Para Kaplan o tratamento do vaginismo tem como objetivo principal a modificação da causa imediata da disfunção, sendo essa a resposta condicionada de contração do canal vaginal. E, assim como outros autores, indica o tratamento de questões físicas que possam existir, em seguida o tratamento pode ser administrado da seguinte forma, primeiro a terapeuta indica o tratamento da atitude fóbica da paciente, e indica também a dessensibilização com sondas graduadas, alem de tratamento psicanalítico para tornar conscientes conflitos inconscientes geradores de ansiedade e tratamento medicamentoso auxiliando o processo terapêutico.
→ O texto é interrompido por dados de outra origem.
//! Clustering stage - density-based grouping within each source.
//!
//! Sources are clustered separately to preserve discourse style;
//! cross-source merging is the aligner's job. Density clustering runs
//! over cosine distance; surviving groups are validated by the model
//! ("do these describe the same workflow?") and then summarized.
//! Clusters are rebuilt from scratch each run, so ids stay monotone by
//! creation order within a source.

use serde::Deserialize;
use std::collections::{BTreeMap, VecDeque};
use std::time::Instant;
use tracing::{info, warn};

use crate::error::Result;
use crate::pipeline::prompts::{
    fill, format_event_list, CLUSTER_SUMMARIZE_PROMPT, CLUSTER_VALIDATE_PROMPT, SYSTEM_PROMPT,
};
use crate::traits::ai::{Ai, ModelRole};
use crate::traits::store::{cosine_distance, ClusterStore, EventStore};
use crate::types::{AlignmentStatus, Cluster, ClusterConfig, ClusterStats, PainEvent};

/// Density-based clustering over cosine distance.
///
/// Returns one label per vector; `None` marks noise. Neighborhoods
/// count the point itself, so `min_samples = 2` means "one similar
/// neighbor suffices".
pub fn dbscan(vectors: &[Vec<f32>], eps: f32, min_samples: usize) -> Vec<Option<usize>> {
    let n = vectors.len();
    let mut labels: Vec<Option<usize>> = vec![None; n];
    let mut visited = vec![false; n];
    let mut next_label = 0usize;

    let region = |i: usize| -> Vec<usize> {
        (0..n)
            .filter(|&j| cosine_distance(&vectors[i], &vectors[j]) <= eps)
            .collect()
    };

    for i in 0..n {
        if visited[i] {
            continue;
        }
        visited[i] = true;

        let neighbors = region(i);
        if neighbors.len() < min_samples {
            continue; // noise, unless claimed by a later core point
        }

        labels[i] = Some(next_label);
        let mut queue: VecDeque<usize> = neighbors.into();
        while let Some(j) = queue.pop_front() {
            if !visited[j] {
                visited[j] = true;
                let expansion = region(j);
                if expansion.len() >= min_samples {
                    queue.extend(expansion);
                }
            }
            if labels[j].is_none() {
                labels[j] = Some(next_label);
            }
        }
        next_label += 1;
    }
    labels
}

/// Model verdict on whether sampled events share one workflow.
#[derive(Debug, Deserialize)]
pub struct WorkflowValidation {
    pub same_workflow: bool,
    #[serde(default)]
    pub workflow_name: String,
    #[serde(default)]
    pub description: String,
    #[serde(default)]
    pub confidence: f32,
    #[serde(default)]
    pub reason: String,
}

/// Model summary of an accepted cluster.
#[derive(Debug, Deserialize)]
pub struct ClusterSummary {
    #[serde(default)]
    pub centroid_summary: String,
    #[serde(default)]
    pub common_pain: String,
    #[serde(default)]
    pub common_context: String,
    #[serde(default)]
    pub example_events: Vec<String>,
    #[serde(default)]
    pub coherence_score: f32,
}

/// Rule-based summary used when the summarizer output is unusable.
fn fallback_summary(problems: &[String]) -> ClusterSummary {
    ClusterSummary {
        centroid_summary: problems.first().cloned().unwrap_or_default(),
        common_pain: problems.first().cloned().unwrap_or_default(),
        common_context: String::new(),
        example_events: problems.iter().take(3).cloned().collect(),
        coherence_score: 0.5,
    }
}

/// Run density clustering, validation and summarization per source.
pub async fn run_cluster<S, A>(store: &S, ai: &A, config: &ClusterConfig) -> Result<ClusterStats>
where
    S: EventStore + ClusterStore,
    A: Ai,
{
    let started = Instant::now();
    let mut stats = ClusterStats::default();
    let embedded = store.embedded_events(ai.embedding_model()).await?;
    stats.events_considered = embedded.len();

    // Group by source, deterministically ordered.
    let mut by_source: BTreeMap<String, Vec<(PainEvent, Vec<f32>)>> = BTreeMap::new();
    for (event, source, vector) in embedded {
        by_source.entry(source).or_default().push((event, vector));
    }

    for (source, members) in by_source {
        store.clear_clusters_for_source(&source).await?;
        let params = config.params_for(&source);
        let vectors: Vec<Vec<f32>> = members.iter().map(|(_, v)| v.clone()).collect();
        let labels = dbscan(&vectors, params.eps, params.min_samples);

        // Collect clusters in first-appearance order.
        let mut groups: Vec<(usize, Vec<usize>)> = Vec::new();
        for (index, label) in labels.iter().enumerate() {
            match label {
                Some(label) => match groups.iter_mut().find(|(l, _)| l == label) {
                    Some((_, indices)) => indices.push(index),
                    None => groups.push((*label, vec![index])),
                },
                None => stats.noise_events += 1,
            }
        }

        let mut cluster_index = store.cluster_count(&source).await?;
        for (_, indices) in groups {
            if indices.len() < config.min_cluster_size {
                stats.clusters_below_floor += 1;
                continue;
            }

            let events: Vec<&PainEvent> = indices.iter().map(|&i| &members[i].0).collect();
            let sample: Vec<String> = events
                .iter()
                .take(config.llm_sample_size)
                .map(|e| e.problem.clone())
                .collect();

            let Some(validation) = validate_workflow(ai, &sample).await else {
                stats.clusters_rejected_llm += 1;
                continue;
            };
            if !validation.same_workflow {
                stats.clusters_rejected_llm += 1;
                continue;
            }

            let summary = summarize_cluster(ai, &validation.workflow_name, &sample)
                .await
                .unwrap_or_else(|| fallback_summary(&sample));

            let cluster = Cluster {
                id: Cluster::make_id(&source, cluster_index),
                name: validation.workflow_name.clone(),
                source_type: source.clone(),
                centroid_summary: summary.centroid_summary,
                common_pain: summary.common_pain,
                common_context: summary.common_context,
                example_events: summary.example_events,
                coherence_score: summary.coherence_score.clamp(0.0, 1.0),
                pain_event_ids: events.iter().filter_map(|e| e.id).collect(),
                size: events.len(),
                workflow_confidence: validation.confidence.clamp(0.0, 1.0),
                alignment_status: AlignmentStatus::Unprocessed,
                aligned_problem_id: None,
                created_at: chrono::Utc::now(),
            };
            store.store_cluster(&cluster).await?;
            stats.clusters_formed += 1;
            cluster_index += 1;
        }
    }

    stats.elapsed_secs = started.elapsed().as_secs_f64();
    info!(
        considered = stats.events_considered,
        formed = stats.clusters_formed,
        noise = stats.noise_events,
        "clustering complete"
    );
    Ok(stats)
}

async fn validate_workflow<A: Ai>(ai: &A, problems: &[String]) -> Option<WorkflowValidation> {
    let prompt = fill(
        CLUSTER_VALIDATE_PROMPT,
        &[("events", format_event_list(problems))],
    );
    let response = match ai.chat_json(ModelRole::Main, SYSTEM_PROMPT, &prompt).await {
        Ok(response) => response,
        Err(err) => {
            warn!("workflow validation call failed: {err}");
            return None;
        }
    };
    match serde_json::from_str(&response) {
        Ok(validation) => Some(validation),
        Err(err) => {
            warn!("unparseable workflow validation: {err}");
            None
        }
    }
}

async fn summarize_cluster<A: Ai>(
    ai: &A,
    workflow_name: &str,
    problems: &[String],
) -> Option<ClusterSummary> {
    let prompt = fill(
        CLUSTER_SUMMARIZE_PROMPT,
        &[
            ("workflow_name", workflow_name.to_string()),
            ("events", format_event_list(problems)),
        ],
    );
    let response = match ai.chat_json(ModelRole::Medium, SYSTEM_PROMPT, &prompt).await {
        Ok(response) => response,
        Err(err) => {
            warn!("cluster summarization call failed: {err}");
            return None;
        }
    };
    serde_json::from_str(&response).ok()
}

#[cfg(test)]
mod tests {
    use super::*;
    use crate::stores::SqliteStore;
    use crate::testing::{self, MockAi};
    use crate::traits::store::{ClusterStore, EventStore, PostStore};

    #[test]
    fn dbscan_groups_similar_vectors_and_drops_outliers() {
        // Three near-identical directions and one orthogonal outlier.
        let vectors = vec![
            vec![1.0, 0.0, 0.0],
            vec![0.99, 0.05, 0.0],
            vec![0.98, 0.08, 0.0],
            vec![0.0, 0.0, 1.0],
        ];
        let labels = dbscan(&vectors, 0.3, 2);
        assert_eq!(labels[0], Some(0));
        assert_eq!(labels[1], Some(0));
        assert_eq!(labels[2], Some(0));
        assert_eq!(labels[3], None);
    }

    #[test]
    fn dbscan_separates_distinct_groups() {
        let vectors = vec![
            vec![1.0, 0.0],
            vec![0.99, 0.01],
            vec![0.0, 1.0],
            vec![0.01, 0.99],
        ];
        let labels = dbscan(&vectors, 0.1, 2);
        assert_eq!(labels[0], labels[1]);
        assert_eq!(labels[2], labels[3]);
        assert_ne!(labels[0], labels[2]);
    }

    #[test]
    fn dbscan_respects_min_samples() {
        let vectors = vec![vec![1.0, 0.0], vec![0.99, 0.01]];
        let labels = dbscan(&vectors, 0.1, 3);
        assert_eq!(labels, vec![None, None]);
    }

    fn validation_json(name: &str, accept: bool) -> String {
        format!(
            r#"{{"same_workflow": {}, "workflow_name": "{}", "description": "d",
                "confidence": 0.85, "reason": "same activity"}}"#,
            accept, name
        )
    }

    const SUMMARY_JSON: &str = r#"{
        "centroid_summary": "exports break during reporting",
        "common_pain": "unreliable exports",
        "common_context": "recurring reporting",
        "example_events": ["exports crash on big files"],
        "coherence_score": 0.9
    }"#;

    async fn seed_events(
        store: &SqliteStore,
        count: usize,
        base: &str,
        vector: Vec<f32>,
    ) -> Vec<i64> {
        store
            .insert_post(&testing::fetched_post("reddit", base, 0))
            .await
            .unwrap();
        let mut ids = Vec::new();
        for i in 0..count {
            let event = testing::pain_event(
                &format!("reddit_{}", base),
                &format!("{} variant {}", base, i),
            );
            let id = store.insert_events(&[event]).await.unwrap()[0];
            let mut v = vector.clone();
            // Tiny per-event wobble keeps vectors distinct but close.
            v[0] += i as f32 * 0.001;
            store
                .store_embedding(id, "mock-embedding", &v)
                .await
                .unwrap();
            ids.push(id);
        }
        ids
    }

    #[tokio::test]
    async fn validated_clusters_are_persisted_with_stable_ids() {
        let store = SqliteStore::in_memory().await.unwrap();
        seed_events(&store, 5, "exports keep crashing", vec![1.0, 0.0, 0.0, 0.0]).await;

        let ai = MockAi::new()
            .with_response("same underlying workflow", validation_json("Export recovery", true))
            .with_response("Summarize this group", SUMMARY_JSON);

        let stats = run_cluster(&store, &ai, &ClusterConfig::default()).await.unwrap();
        assert_eq!(stats.clusters_formed, 1);

        let clusters = store.clusters().await.unwrap();
        assert_eq!(clusters.len(), 1);
        let cluster = &clusters[0];
        assert_eq!(cluster.id, "reddit_00");
        assert_eq!(cluster.name, "Export recovery");
        assert_eq!(cluster.size, 5);
        assert_eq!(cluster.size, cluster.pain_event_ids.len());
        assert!((cluster.workflow_confidence - 0.85).abs() < 1e-6);
        assert_eq!(cluster.alignment_status, AlignmentStatus::Unprocessed);
    }

    #[tokio::test]
    async fn clusters_below_the_floor_are_dropped() {
        let store = SqliteStore::in_memory().await.unwrap();
        // Three similar events: a valid DBSCAN cluster, but under the
        // four-event persistence floor.
        seed_events(&store, 3, "exports keep crashing", vec![1.0, 0.0, 0.0, 0.0]).await;

        let ai = MockAi::new()
            .with_default_response(validation_json("anything", true));
        let stats = run_cluster(&store, &ai, &ClusterConfig::default()).await.unwrap();
        assert_eq!(stats.clusters_formed, 0);
        assert_eq!(stats.clusters_below_floor, 1);
    }

    #[tokio::test]
    async fn llm_rejection_discards_the_cluster() {
        let store = SqliteStore::in_memory().await.unwrap();
        seed_events(&store, 4, "mixed bag of complaints", vec![1.0, 0.0, 0.0, 0.0]).await;

        let ai = MockAi::new()
            .with_response("same underlying workflow", validation_json("n/a", false));
        let stats = run_cluster(&store, &ai, &ClusterConfig::default()).await.unwrap();
        assert_eq!(stats.clusters_formed, 0);
        assert_eq!(stats.clusters_rejected_llm, 1);
        assert!(store.clusters().await.unwrap().is_empty());
    }

    #[tokio::test]
    async fn rerun_rebuilds_rather_than_duplicates() {
        let store = SqliteStore::in_memory().await.unwrap();
        seed_events(&store, 4, "exports keep crashing", vec![1.0, 0.0, 0.0, 0.0]).await;

        let ai = MockAi::new()
            .with_response("same underlying workflow", validation_json("Export recovery", true))
            .with_response("Summarize this group", SUMMARY_JSON);

        run_cluster(&store, &ai, &ClusterConfig::default()).await.unwrap();
        run_cluster(&store, &ai, &ClusterConfig::default()).await.unwrap();

        let clusters = store.clusters().await.unwrap();
        assert_eq!(clusters.len(), 1);
        assert_eq!(clusters[0].id, "reddit_00");
    }

    #[tokio::test]
    async fn summarizer_garbage_falls_back_to_rules() {
        let store = SqliteStore::in_memory().await.unwrap();
        seed_events(&store, 4, "exports keep crashing", vec![1.0, 0.0, 0.0, 0.0]).await;

        let ai = MockAi::new()
            .with_response("same underlying workflow", validation_json("Export recovery", true))
            .with_response("Summarize this group", "not json at all");

        let stats = run_cluster(&store, &ai, &ClusterConfig::default()).await.unwrap();
        assert_eq!(stats.clusters_formed, 1);
        let clusters = store.clusters().await.unwrap();
        assert!((clusters[0].coherence_score - 0.5).abs() < 1e-6);
        assert!(!clusters[0].centroid_summary.is_empty());
    }
}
Segundo a autora, é importante que a paciente respeite seus limites e realize todos os exercícios exatamente como orientado pelo terapeuta.
Em muitos casos o vaginismo demora a ser tratado, por questões culturais, de vergonha, e mitos que possam porventura residir no imaginário da paciente, porém quando não tratado traz problemas no âmbito conjugal, ocorrendo forte pressão sobre a mulher para que ocorra a relação sexual com penetração, e dessa forma muitas se submetem a métodos cirúrgicos de alargamento do canal vaginal, procedimento que na maioria dos casos não soluciona o problema e pode até agravá-lo.
Por fim Leiblum, Pervin & Campbell relatam que ao término do processo, quando as pacientes conseguem livrar-se de suas ansiedades, se afirmam como mulher adulta, ocorrendo o alívio dos sentimentos constrangedores que sentiam antes, e sentindo-se livres para decidirem sobre seu corpo e maternidade. Chama atenção e é relativamente comum o fato de que em alguns casos quando ocorre a melhora da paciente seu marido apresenta algum tipo de disfunção, seja porque esta já existia e não era percebida por conta do numero pequeno ou inexistente de relações sexuais entre o casal, ou até mesmo pelo esforço e dedicação empregados no tratamento da esposa.
Referências Bibliográficas
- ARAUJO, M. L. M. Um Estudo Sobre Vaginismo. Resumos da 2ª Mostra de Terapia Cognitivo-Comportamental, UERJ, 2004. Disponível em: <http://www.sbtc.org.br/documentacoes/eventos_anais/9_evand.pdf> Acessado em: 03.02.2009.
- LEIBLUM, S.R. Princípios e Práticas de Terapia Sexual. Ed. Jorge Zahar, 1980
- MASTERS, W. H. & JOHNSON, V. E. A Incompetência Sexual. Ed. Brasileira, 1970.
- MASTERS, W. H. & JOHNSON, V. E. A Resposta Sexual Humana. Ed. Roca, 1984.
- MASTERS, W. H. & JOHNSON, V. E. Heterossexualidade. Ed. Bertrand Brasil, 1997.
- TEXEIRA, A. C. P. Resposta Sexual Feminina. Apresentação em Power Point, 2008.
- TEXEIRA, I. Principais Disfunções Sexuais. Apresentação em Power Point, 2009.
- KAPLAN, H. S. A Nova Terapia do Sexo. Ed. Nova Fronteira, 1974
- KINSEY, A. C.; MARTIN, C. E.; POMEROY, W. B. & GEBHARD, P. H. Conduta Sexual da Mulher. Ed. Livraria Atheneu S.A., 1953.